**** RECORDS FOR THE TASK ****
//! Feature-engineering pipeline for flight records.
//!
//! A pipeline is an ordered list of [`Stage`]s, each wrapping a
//! [`Preprocessor`]. The [`PipelineRunner`] applies them strictly in order,
//! handing each stage the dataset produced by the previous one.
//!
//! # Caching
//!
//! Stages are cached by default. The cache key is derived from the stage
//! name, its constructor parameters and a fingerprint of the input dataset,
//! so a hit returns exactly what `process` would have produced. Stages with
//! side effects or cheap bodies opt out with [`Stage::no_cache`]. Entries live
//! on disk in a [`PreprocessingCache`] that evicts least-recently-used
//! entries once its byte limit is exceeded.
//!
//! # Reference data
//!
//! Airport, aircraft and fuel-price stages join against keyed CSV tables
//! ([`ReferenceTable`]). A missing reference file is a configuration error;
//! an unknown key only yields missing values for that row and a warning.
//! Per-key work (airport codes, weather stations) is spread over a
//! [`WorkerPool`]; remote fetches go through [`with_retries`].

pub mod cache;
pub mod pipeline;
pub mod pool;
pub mod reference;
pub mod retry;
pub mod stages;
pub mod traits;

pub use cache::{cache_key, content_fingerprint, CacheStats, PreprocessingCache, DEFAULT_BYTES_LIMIT};
pub use pipeline::{run, PipelineRunner, Stage};
pub use pool::WorkerPool;
pub use reference::{Lookup, ReferenceTable};
pub use retry::{or_placeholder, with_retries, RetryPolicy};
pub use stages::*;
pub use traits::Preprocessor;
****
THE TASK. Using the data above, reproduce exactly the lines between those holding "pub mod pipeline;" and "pub use pool::WorkerPool;", inclusive, and no others.

EXERCISE RESPONSE.
pub mod pipeline;
pub mod pool;
pub mod reference;
pub mod retry;
pub mod stages;
pub mod traits;

pub use cache::{cache_key, content_fingerprint, CacheStats, PreprocessingCache, DEFAULT_BYTES_LIMIT};
pub use pipeline::{run, PipelineRunner, Stage};
pub use pool::WorkerPool;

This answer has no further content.